- Leader: Ali Ruckert [lb]
- Founded: 2 January 1921
- Split from: Luxembourg Socialist Workers' Party
- Headquarters: 3, rue Zénon Bernard Esch-sur-Alzette
- Newspaper: Zeitung vum Lëtzebuerger Vollek
- Ideology: Communism Marxism–Leninism Hard Euroscepticism
- Political position: Far-left
- International affiliation: IMCWP
- Colours: Red
- Chamber of Deputies: 0 / 60
- European Parliament: 0 / 6
- Local councils: 1 / 722

Website
- kommunisten.lu

= Communist Party of Luxembourg =

Political party in Luxembourg

The Communist Party of Luxembourg (Kommunistesch Partei vu Lëtzebuerg; Parti Communiste Luxembourgeois; Kommunistische Partei Luxemburgs; KPL or PCL) is a Marxist-Leninist party in Luxembourg. Ali Ruckert is the current chairman of the party.

== History ==

The KPL was founded on 2 January 1921, in the town of Niederkorn, making it one of the oldest parties in Luxembourg. In 1937, the Bech government attempted to introduce the so-called Maulkuerfgesetz ("Muzzle law") which would have banned the party. The law was abandoned after failing to achieve popular support in a national referendum.

Following the end of the Second World War, the party, which won 11.1% in the legislative elections, joined the National Union Government (1945–47). Its first minister was Charles Marx.

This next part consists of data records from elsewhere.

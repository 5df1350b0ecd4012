pub mod context_menu;

// The dashboard is remote content: keep this list to what
// `capabilities/dashboard.json` grants it.
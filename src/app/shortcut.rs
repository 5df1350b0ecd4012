//! System-wide show/focus shortcut.

use tauri::AppHandle;
use tauri_plugin_global_shortcut::{GlobalShortcutExt, ShortcutState};

use super::platform::Platform;
use crate::error::{ShellError, ShellResult};

pub fn register(app: &AppHandle, platform: Platform) -> ShellResult<()> {
    app.global_shortcut()
        .on_shortcut(platform.toggle_shortcut(), |app, _shortcut, event| {
            if is_trigger(event.state) {
                super::toggle_main_window(app);
            }
        })
        .map_err(|e| ShellError::Shortcut(format!("{}: {}", platform.shortcut_label(), e)))?;

    log::info!("[SHORTCUT] registered {}", platform.shortcut_label());
    Ok(())
}

pub fn unregister_all(app: &AppHandle) {
    if let Err(e) = app.global_shortcut().unregister_all() {
        log::warn!("[SHORTCUT] failed to unregister: {}", e);
    }
}

/// Act on key-down only; the release would toggle a second time.
fn is_trigger(state: ShortcutState) -> bool {
    matches!(state, ShortcutState::Pressed)
}

#[cfg(test)]
mod tests {
    use super::*;

    #[test]
    fn test_only_press_triggers() {
        assert!(is_trigger(ShortcutState::Pressed));
        assert!(!is_trigger(ShortcutState::Released));
    }
}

After Marx's death in a 1946 car accident, he was replaced by Dominique Urbany. After the death of the leader of the LSAP, the coalition collapsed. With the principle of an all-inclusive government gone, the KPL was excluded from the next government and never returned another member to the cabinet.

In 1964, the United States State Department estimated the party membership to be approximately 500. In legislative elections held in the same year, the party registered 10.4% of the vote, and won five of the Chamber of Deputies' 56 seats. The party's representation in the Chamber peaked at the following election, with six deputies, but fell, until the KPL lost its last remaining deputy in 1994. In the same year a minority opposing the Marxist-Leninist line of the party split and founded the New Left (Nei Lénk) together with the rest of the Revolutionary Socialist Party (Revolutionär Sozialistesch Partei).

In 1999, the KPL and the New Left agreed to found The Left (Déi Lénk). The Left had members of both parties and independents. Accordingly, KPL members ran on The Left lists in the 1999 and 2000 elections and no separate KPL lists existed. After disputes between a majority within the Left and leading KPL members shortly before the 2004 elections the party again ran separate lists. A number of the Left members were subsequently expelled from the KPL.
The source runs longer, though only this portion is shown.